El vapor y posteriormente la electricidad posibilitaron la sustitución de la fuerza del trabajo animal por las fuentes de energía fósil. Unos años después el desarrollo de la electrificación en las sociedades preindustriales facilito la mecanización de procesos productivos y la urbanización.

A finales del siglo XIX e inicios del XX los colectivos humanos que procedentes de la agricultura se sumaron a los procesos industriales constituyeron lo que primero fueron las masas obreras y más adelante las clases medias. Pasaron de ser productores a consumidores. Este proceso se consolidó con la llegada de la tecnología.

La producción masiva, que también la tecnología posibilitaba, reducía el coste de cada unidad producida haciendo asequibles estos productos para la mayoría de la población. Las masas obreras pronto se convirtieron también en masas consumidoras, y la clase media pasó a ser el grupo social más preponderante y emprendedor.

No debemos olvidar que cada una de los procesos de transición genera tensiones. En cada fase de innovación surgen colectivos que la perciben como algo destructivo, antinatural y amenazante y que consideran que es necesario luchar contra ella para preservar el orden social. Siempre existen “perdedores” pero el progreso finalmente resulta imparable.

La actual revolución tecnológica, la que estamos viviendo en los últimos 20 años, y que ha cambiado para siempre nuestras vidas, la llamada tecnología de la información y de la comunicación, está provocando también tensiones, desequilibrios sociales e injusticias que afectan a muchos colectivos. Sin embargo, hoy, el desarrollo social hace que estas tensiones (excepto en momentos puntuales) se muestren de formas menos virulentas, lo que no significa que no existan.

La última fase de esta revolución (la que estamos viviendo) va a suponer (como ya he expuesto en otros artículos publicados en mi blog), la reducción del volumen de empleos que son necesarios socialmente y hará posible que el concepto de trabajo, tal como lo hemos conocido desaparezca.

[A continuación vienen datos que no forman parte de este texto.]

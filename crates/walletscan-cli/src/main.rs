use anyhow::{Context, Result};
use clap::{Parser, Subcommand};
use std::fs::File;
use std::io::{BufWriter, Write};
use std::path::{Path, PathBuf};
use std::sync::{Arc, Mutex};
use tracing::{error, info, warn};
use walletscan_core::{
    CancelToken, Detection, FileScanTarget, ProgressInfo, ScanError, ScanOptions, ScanTarget, Scanner, SignatureSet,
    DEFAULT_BLOCK_SIZE, DEFAULT_POOL_SIZE,
};

/// 命令行入口（基于 clap）
#[derive(Parser, Debug)]
#[command(name = "walletscan", version, about = "扫描文件或磁盘镜像中的比特币钱包签名")]
struct Cli {
    #[command(subcommand)]
    command: Commands,
}

#[derive(Subcommand, Debug)]
enum Commands {
    /// 扫描单个文件 / 镜像
    Scan {
        /// 待扫描的文件路径
        #[arg(long)]
        input: PathBuf,

        /// 起始偏移（字节）；之前的内容不读取
        #[arg(long, default_value_t = 0)]
        start_offset: u64,

        /// 块大小（字节）
        #[arg(long, default_value_t = DEFAULT_BLOCK_SIZE)]
        block_size: usize,

        /// 缓冲池块数
        #[arg(long, default_value_t = DEFAULT_POOL_SIZE)]
        pool_size: usize,

        /// 签名文件路径（TOML）；为空则使用内置钱包签名
        #[arg(long)]
        signatures: Option<PathBuf>,

        /// 开启跨块边界检测
        #[arg(long)]
        overlap: bool,

        /// 检测结果输出文件（JSON 数组）
        #[arg(long)]
        output: Option<PathBuf>,
    },
}

fn main() -> Result<()> {
    // 初始化日志（支持通过 RUST_LOG 控制等级，例如 info、debug）
    init_tracing();
    let cli = Cli::parse();

    match cli.command {
        Commands::Scan { input, start_offset, block_size, pool_size, signatures, overlap, output } => {
            info!(?input, start_offset, "starting scan");

            let signature_set = match &signatures {
                Some(path) => SignatureSet::load(path)?,
                None => SignatureSet::wallet_defaults(),
            };
            let opts = ScanOptions {
                block_size,
                block_pool_size: pool_size,
                boundary_overlap: overlap,
                ..ScanOptions::default()
            };
            let scanner = Scanner::new(opts, signature_set).context("invalid scan options")?;
            info!(
                signatures = scanner.signatures().len(),
                block_size = scanner.options().block_size,
                overlap = scanner.options().boundary_overlap,
                "scanner ready"
            );

            // Ctrl-C 取消扫描：两个阶段在下一个挂起点退出
            let cancel = CancelToken::new();
            {
                let cancel = cancel.clone();
                ctrlc::set_handler(move || cancel.cancel()).context("install Ctrl-C handler")?;
            }

            let found: Mutex<Vec<Detection>> = Mutex::new(Vec::new());
            let on_detection = |d: &Detection| {
                info!("Detection: {}", d.description);
                found.lock().unwrap_or_else(|e| e.into_inner()).push(d.clone());
            };
            let on_progress = |p: &ProgressInfo| {
                info!(
                    target_name = %p.current_target,
                    scanned = p.scanned_bytes,
                    total = p.total_bytes,
                    queued = p.unscanned_targets,
                    "progress"
                );
            };

            let target: Arc<dyn ScanTarget> = Arc::new(FileScanTarget::new(&input, start_offset));
            let result = scanner.scan_with_cancel(vec![target], &on_detection, &on_progress, &cancel);

            if let Some(path) = output {
                let found = found.into_inner().unwrap_or_else(|e| e.into_inner());
                write_detections(&path, &found)?;
            }
            report(result)?;
        }
    }

    Ok(())
}

/// 以 JSON 数组写出检测结果
fn write_detections(path: &Path, detections: &[Detection]) -> Result<()> {
    let mut out = BufWriter::new(File::create(path).context("create output file")?);
    serde_json::to_writer_pretty(&mut out, detections).context("write detections")?;
    out.flush().context("flush output file")?;
    info!(?path, count = detections.len(), "detections written");
    Ok(())
}

fn report(result: std::result::Result<walletscan_core::ScanStats, ScanError>) -> Result<()> {
    match result {
        Ok(stats) => {
            info!(
                blocks = stats.blocks_read,
                bytes = stats.bytes_read,
                detections = stats.detections,
                "scan complete"
            );
            Ok(())
        }
        Err(ScanError::TargetsFailed { failures, stats }) => {
            for f in &failures {
                error!(error = %f, "target failed");
            }
            anyhow::bail!("{} target(s) failed after reading {} bytes", failures.len(), stats.bytes_read)
        }
        Err(e @ ScanError::Cancelled { .. }) => {
            warn!("scan interrupted");
            Err(e.into())
        }
        Err(e) => Err(e).context("scan failed"),
    }
}

fn init_tracing() {
    use tracing_subscriber::{EnvFilter, FmtSubscriber};
    // 支持通过环境变量 RUST_LOG 控制日志等级，如：RUST_LOG=debug
    let env_filter = EnvFilter::try_from_default_env().unwrap_or_else(|_| EnvFilter::new("info"));
    let subscriber = FmtSubscriber::builder().with_env_filter(env_filter).finish();
    let _ = tracing::subscriber::set_global_default(subscriber);
}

El cambio está ya con nosotros. Muchos profesionales han perdido o van a perder su empleo (tradicional) y van a tener que o bien engrosar los colectivos en situación laboral flexible y precaria o bien desarrollar su vida profesional en formas de trabajo autónomo, e independiente.

Hemos de ser conscientes de que para el desarrollo de los procesos productivos vamos a precisar cada vez más un número menor de trabajadores manuales.

Recordemos que este proceso es el fundamento último de la tendencia, a la que estamos asistiendo en los últimos años. Un proceso a corto plazo imparable que, al reducir sustancialmente las clases medias, de facto tiende a consolidar las desigualdades sociales.

Así pues, el empleo lentamente desaparece y la clase media se precariza. Estamos creando unas estructuras sociales centradas básicamente en los servicios en los que los empleos son de baja calidad, con todos los efectos perversos que ello provoca empezando por poner en cuestión la propia estructura del «estado del bienestar».

En este sentido os invito a leer lo que ya he escrito en http://pauhortal.net/blog/el-trabajo-en-el-siglo-xxi-hoy/. La consecuencia es que las nuevas generaciones hayan tenido que cambiar su visión y su percepción sobre el concepto de empleo, que tengamos que replantearnos la realidad del llamado estado del bienestar y que cada vez tengamos que vivir con estructuras estatales más grandes y dimensionadas que terminan por ser los primeros empleadores. No que no es ni bueno ni malo pero si que supone un cambio de paradigma radical sobre lo que estamos acostumbrados a vivir.

Y lo más duro es que probablemente vamos a dejar a las próximas generaciones (mientras el proceso no termine resolviéndose de alguna manera) un futuro probablemente peor.